CiteGeist/docs/implementation-progress.md

3.9 KiB

CiteGeist Sources-First Progress

Last Updated: 2026-04-25

This document tracks the refocused plan for source incorporation. The working question is which additional open bibliographic sources CiteGeist should integrate next, not whether it needs a new storage platform first.

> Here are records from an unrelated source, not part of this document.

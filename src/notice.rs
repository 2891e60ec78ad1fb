//! User-visible notices raised by the recorder
//!
//! The recorder runs detached from any window, so notices go to the log and to
//! stderr. A blocking notice is reserved for peer loss, where the following
//! teardown is expected to produce a burst of transport errors.

#[cfg(test)]
use std::sync::{Mutex, PoisonError};
use tracing::{error, warn};

pub trait Notifier: Send + Sync {
    /// Report a non-fatal problem
    fn notice(&self, message: &str);

    /// Report a condition the user must acknowledge before reading further errors.
    /// Implementations without a modal surface may return at once.
    fn blocking_notice(&self, message: &str);
}

/// Notifier that writes to the tracing log and stderr.
///
/// The console host has no modal dialog, so a blocking notice is only set apart
/// on stderr and logged at error level; it returns immediately.
#[derive(Debug, Default, Clone, Copy)]
pub struct LogNotifier;

impl Notifier for LogNotifier {
    fn notice(&self, message: &str) {
        warn!("{}", message);
        eprintln!("{}", message);
    }

    fn blocking_notice(&self, message: &str) {
        error!("{}", message);
        eprintln!();
        eprintln!("!!! {}", message);
        eprintln!();
    }
}

/// Notifier that keeps every notice in memory
#[cfg(test)]
#[derive(Debug, Default)]
pub struct CollectingNotifier {
    notices: Mutex<Vec<String>>,
    blocking: Mutex<Vec<String>>,
}

#[cfg(test)]
impl CollectingNotifier {
    pub fn notices(&self) -> Vec<String> {
        self.notices.lock().unwrap_or_else(PoisonError::into_inner).clone()
    }

    pub fn blocking_notices(&self) -> Vec<String> {
        self.blocking.lock().unwrap_or_else(PoisonError::into_inner).clone()
    }
}

#[cfg(test)]
impl Notifier for CollectingNotifier {
    fn notice(&self, message: &str) {
        warn!("{}", message);
        self.notices
            .lock()
            .unwrap_or_else(PoisonError::into_inner)
            .push(message.to_string());
    }

    fn blocking_notice(&self, message: &str) {
        error!("{}", message);
        self.blocking
            .lock()
            .unwrap_or_else(PoisonError::into_inner)
            .push(message.to_string());
    }
}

Phase 0: Scope Reframe COMPLETE

Status: Completed

Deliverables:

  • /docs/source-landscape.md - source inventory and recommendation document
  • /src/citegeist/sources/catalog.py - code-backed source catalog

Completed:

  • Identified which source integrations already exist in the repository
  • Split source-expansion planning from database/vector-search ambitions
  • Prioritized open-source additions by workflow value

Phase 1: Source Layer Tightening COMPLETE

Status: Completed

Deliverables:

  • /src/citegeist/sources/base.py - Base BibliographicSource interface
  • /src/citegeist/sources/registry.py - Registry for known concrete sources
  • /src/citegeist/sources/crossref.py - Repaired CrossRef source implementation
  • /src/citegeist/sources/catalog.py - Open-source inventory
  • /src/citegeist/sources/__init__.py - Package initialization
  • /tests/test_sources_plugin.py - Source plugin tests
  • /tests/test_sources_catalog.py - Source catalog and registry tests

Completed:

  • Created BibliographicSource abstract base class
  • Repaired SourceRegistry so config-backed loading resolves real source classes
  • Fixed CrossRefSource normalization for direct lookup and search-style payloads
  • Replaced path-specific compatibility loading with repo-relative loading
  • Added a source catalog that captures current status and next-priority sources

Features:

  • Abstract interface for source plugins
  • Registry for known source discovery and instantiation
  • Config-driven enable/disable for known source types
  • Source prioritization metadata
  • Compatibility with the existing SourceClient-based resolver/expander code

Current Integrated Sources AVAILABLE

  • Crossref
  • OpenAlex
  • OpenCitations
  • Unpaywall
  • PubMed
  • Europe PMC
  • Semantic Scholar
  • DataCite
  • DBLP
  • arXiv
  • OAI-PMH

These are already sufficient for a credible local enrichment-and-discovery workflow. The next work should complement them rather than restart infrastructure underneath them.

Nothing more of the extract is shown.